NIOSH investigators concluded that to minimize the risk of similar occurrences, fire departments should
ensure that fire fighters performing fire fighting operations under or above trusses are evacuated as soon as it is determined that the trusses are exposed to fire
ensure that a rapid intervention team is established and in position upon arrival
ensure that fireground communication is present through both the use of portable radios and face-to-face communications
ensure that exterior fire attack is at a minimum during search and rescue
ensure fire fighters are trained to recognize the danger of searching above a fire
Although there is no evidence that it contributed to this fatal event, the following recommendation is being provided as a reminder of good safety policy.
ensure consistent use of personal alert safety system (PASS) devices at all incidents and consider providing fire fighters with a PASS integrated into their self-contained breathing apparatus
On April 20, 2000, a career fire department responded to a residential structural fire at a local residence. The victim was part of an interior attack crew who was killed when he fell through the upstairs floor while trying to locate the fire. The fire originated in the basement wiring directly under the section of the floor that collapsed (Figure 1). On April 21, 2000, the United States Fire Administration (USFA) notified the National Institute for Occupational Safety and Health (NIOSH) of this incident. On June 5-7, 2000, two safety and occupational health specialists from the Division of Safety Research, Fire Fighter Fatality Investigation and Prevention Program investigated this incident. Interviews and meetings were conducted with the chief of the department, fire fighters who were on the scene of this incident, a representative from the International Association of Fire Fighters (IAFF), and the State Fire Marshal. The incident site was visited and photographs of the fire scene were reviewed. Copies of witness statements, training records, standard operating procedures (SOPs), the death certificate, and a map of the fire scene were reviewed. An inspection of the victim's self-contained breathing apparatus (SCBA) was conducted by the NIOSH, Division of Respiratory Disease Studies, Respirator Branch (see Attachment).

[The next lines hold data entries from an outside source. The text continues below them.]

//! Twitter posting adapter
//!
//! Posts through `POST /2/tweets` with a bearer token. Disabled unless a
//! token is configured; API access is limited on the free tier.

use async_trait::async_trait;
use reqwest::Client;
use serde_json::json;
use std::time::Duration;
use tracing::debug;

use crate::models::Platform;
use crate::utils::error::PostError;

use super::{check_length, status_to_error, Poster};

/// Twitter v2 API adapter
pub struct TwitterPoster {
    client: Client,
    base_url: String,
    bearer_token: String,
}

impl TwitterPoster {
    /// Create an adapter
    pub fn new(base_url: &str, bearer_token: &str, timeout: Duration) -> Result<Self, PostError> {
        if bearer_token.is_empty() {
            return Err(PostError::Disabled);
        }

        let client = Client::builder()
            .timeout(timeout)
            .gzip(true)
            .build()
            .map_err(crate::utils::error::FetchError::Http)?;

        Ok(Self {
            client,
            base_url: base_url.trim_end_matches('/').to_string(),
            bearer_token: bearer_token.to_string(),
        })
    }
}

#[async_trait]
impl Poster for TwitterPoster {
    fn platform(&self) -> Platform {
        Platform::Twitter
    }

    async fn post_text(&self, text: &str) -> Result<(), PostError> {
        check_length(Platform::Twitter, text)?;

        let url = format!("{}/2/tweets", self.base_url);
        let response = self
            .client
            .post(&url)
            .bearer_auth(&self.bearer_token)
            .json(&json!({ "text": text }))
            .send()
            .await
            .map_err(crate::utils::error::FetchError::Http)?;

        let status = response.status();
        if status.is_success() {
            debug!(chars = text.chars().count(), "Posted tweet");
            return Ok(());
        }

        let body = response.text().await.unwrap_or_default();
        Err(status_to_error(status, body))
    }
}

This career department consists of 85 uniformed fire fighters. The department serves a population of 60,000 in an area of 60 square miles. The structure involved in this incident was a one-story wood frame house, with a one car garage and a partial basement under the living area.
The State of Alabama requires all fire fighters to be NFPA Level I certified. The victim was certified at the NFPA Fire Fighter Level I and II. Additionally, the victim had the following certifications: Driver Operator, EMT, Haz-Mat, Apparatus Operation, First Aid, CPR, Rope Rescue, and Public Safety Telecomm. At the time of the incident, the victim was wearing a full array of personal protective clothing and equipment, consisting of turnout gear (coat and pants), helmet, gloves, boots, Nomex® hood and a self-contained breathing apparatus (SCBA) with a manual personal alerting safety system (PASS) device. The victim had 8 years of experience.
On April 20, 2000, at approximately 1630 hours, Central Dispatch was notified of a reported structure fire. At 1631 hours, Central Dispatch notified the fire department, and the following units were dispatched to the scene:
Car 12-captain/incident commander (IC)
Engine 1-lieutenant, engine operator, and fire fighter (FF#1)
Engine 2-lieutenant, fire fighter (FF#2), and engine operator/fire fighter (the victim)
Rescue 52-two fire fighter/paramedics (FF#3 and FF#4)
Car 14 (Air Supply Van) two fire fighters (FF#5 and FF#6)
Rescue 50-two fire fighter/paramedics (FF#7 and FF#8)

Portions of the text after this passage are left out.